_Requirement_
Of all the lines below, return only those starting with the line holding "let task = tokio::spawn(async" and going on through the line holding "pub fn status_hits(&self)", exactly as written.

_Dataset entries_
>>

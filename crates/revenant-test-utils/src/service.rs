use std::net::SocketAddr;
use std::sync::atomic::{AtomicU32, Ordering};
use std::sync::{Arc, Mutex};

use axum::Router;
use axum::extract::{Path, State};
use axum::http::StatusCode;
use axum::routing::{get, post};
use serde_json::json;
use tokio::task::JoinHandle;

/// How the mock answers.
#[derive(Debug, Clone)]
pub struct MockBehavior {
    /// Health checks answered with 503 before the service turns healthy.
    pub unhealthy_checks: u32,
    /// Answer every health check with 503.
    pub never_healthy: bool,
    pub health_body: String,
    /// Fixed creation response; by default the service echoes a
    /// `started` body for the requested instance.
    pub create_response: Option<(u16, String)>,
    /// Fixed status response; by default created instances are `RUNNING`
    /// and unknown ones 404.
    pub status_response: Option<(u16, String)>,
}

impl Default for MockBehavior {
    fn default() -> Self {
        Self {
            unhealthy_checks: 0,
            never_healthy: false,
            health_body: json!({
                "status": "healthy",
                "message": "API and workflow runtime are running",
            })
            .to_string(),
            create_response: None,
            status_response: None,
        }
    }
}

impl MockBehavior {
    pub fn unhealthy_for(mut self, checks: u32) -> Self {
        self.unhealthy_checks = checks;
        self
    }

    pub fn never_healthy(mut self) -> Self {
        self.never_healthy = true;
        self
    }

    pub fn health_body(mut self, body: impl Into<String>) -> Self {
        self.health_body = body.into();
        self
    }

    pub fn create_response(mut self, status: u16, body: impl Into<String>) -> Self {
        self.create_response = Some((status, body.into()));
        self
    }

    pub fn status_response(mut self, status: u16, body: impl Into<String>) -> Self {
        self.status_response = Some((status, body.into()));
        self
    }
}

struct MockState {
    behavior: MockBehavior,
    health_hits: AtomicU32,
    status_hits: AtomicU32,
    created: Mutex<Vec<String>>,
}

type Reply = (StatusCode, String);

fn reply(status: u16, body: &str) -> Reply {
    (
        StatusCode::from_u16(status).unwrap_or(StatusCode::INTERNAL_SERVER_ERROR),
        body.to_owned(),
    )
}

async fn health(State(state): State<Arc<MockState>>) -> Reply {
    let hit = state.health_hits.fetch_add(1, Ordering::SeqCst) + 1;
    if state.behavior.never_healthy || hit <= state.behavior.unhealthy_checks {
        return reply(503, r#"{"detail":"starting"}"#);
    }
    reply(200, &state.behavior.health_body)
}

async fn create(State(state): State<Arc<MockState>>, body: String) -> Reply {
    let instance_id = serde_json::from_str::<serde_json::Value>(&body)
        .ok()
        .and_then(|v| v.get("instance_id").and_then(|id| id.as_str()).map(str::to_owned))
        .unwrap_or_default();
    state.created.lock().unwrap().push(instance_id.clone());

    if let Some((status, ref body)) = state.behavior.create_response {
        return reply(status, body);
    }
    let body = json!({
        "instance_id": instance_id,
        "status": "started",
        "message": "Hello World workflow started successfully",
    });
    reply(200, &body.to_string())
}

async fn status(State(state): State<Arc<MockState>>, Path(id): Path<String>) -> Reply {
    state.status_hits.fetch_add(1, Ordering::SeqCst);

    if let Some((status, ref body)) = state.behavior.status_response {
        return reply(status, body);
    }
    if state.created.lock().unwrap().contains(&id) {
        let body = json!({ "instance_id": id, "runtime_status": "RUNNING" });
        return reply(200, &body.to_string());
    }
    reply(404, r#"{"detail":"Not Found"}"#)
}

/// The service under test, served in-process.
pub struct MockService {
    addr: SocketAddr,
    state: Arc<MockState>,
    task: JoinHandle<()>,
}

impl MockService {
    pub async fn start(behavior: MockBehavior) -> Self {
        let state = Arc::new(MockState {
            behavior,
            health_hits: AtomicU32::new(0),
            status_hits: AtomicU32::new(0),
            created: Mutex::new(Vec::new()),
        });

        let app = Router::new()
            .route("/health", get(health))
            .route("/workflow/hello", post(create))
            .route("/workflow/{id}", get(status))
            .with_state(state.clone());

        let listener = tokio::net::TcpListener::bind("127.0.0.1:0")
            .await
            .expect("failed to bind mock service");
        let addr = listener.local_addr().expect("no local addr");
        let task = tokio::spawn(async move {
            axum::serve(listener, app).await.ok();
        });

        Self { addr, state, task }
    }

    pub fn base_url(&self) -> String {
        format!("http://{}", self.addr)
    }

    pub fn health_hits(&self) -> u32 {
        self.state.health_hits.load(Ordering::SeqCst)
    }

    pub fn status_hits(&self) -> u32 {
        self.state.status_hits.load(Ordering::SeqCst)
    }

    /// Instance ids received by the creation endpoint, in order.
    pub fn created_ids(&self) -> Vec<String> {
        self.state.created.lock().unwrap().clone()
    }
}

impl Drop for MockService {
    fn drop(&mut self) {
        self.task.abort();
    }
}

<<

_Output of the task_
        let task = tokio::spawn(async move {
            axum::serve(listener, app).await.ok();
        });

        Self { addr, state, task }
    }

    pub fn base_url(&self) -> String {
        format!("http://{}", self.addr)
    }

    pub fn health_hits(&self) -> u32 {
        self.state.health_hits.load(Ordering::SeqCst)
    }

    pub fn status_hits(&self) -> u32 {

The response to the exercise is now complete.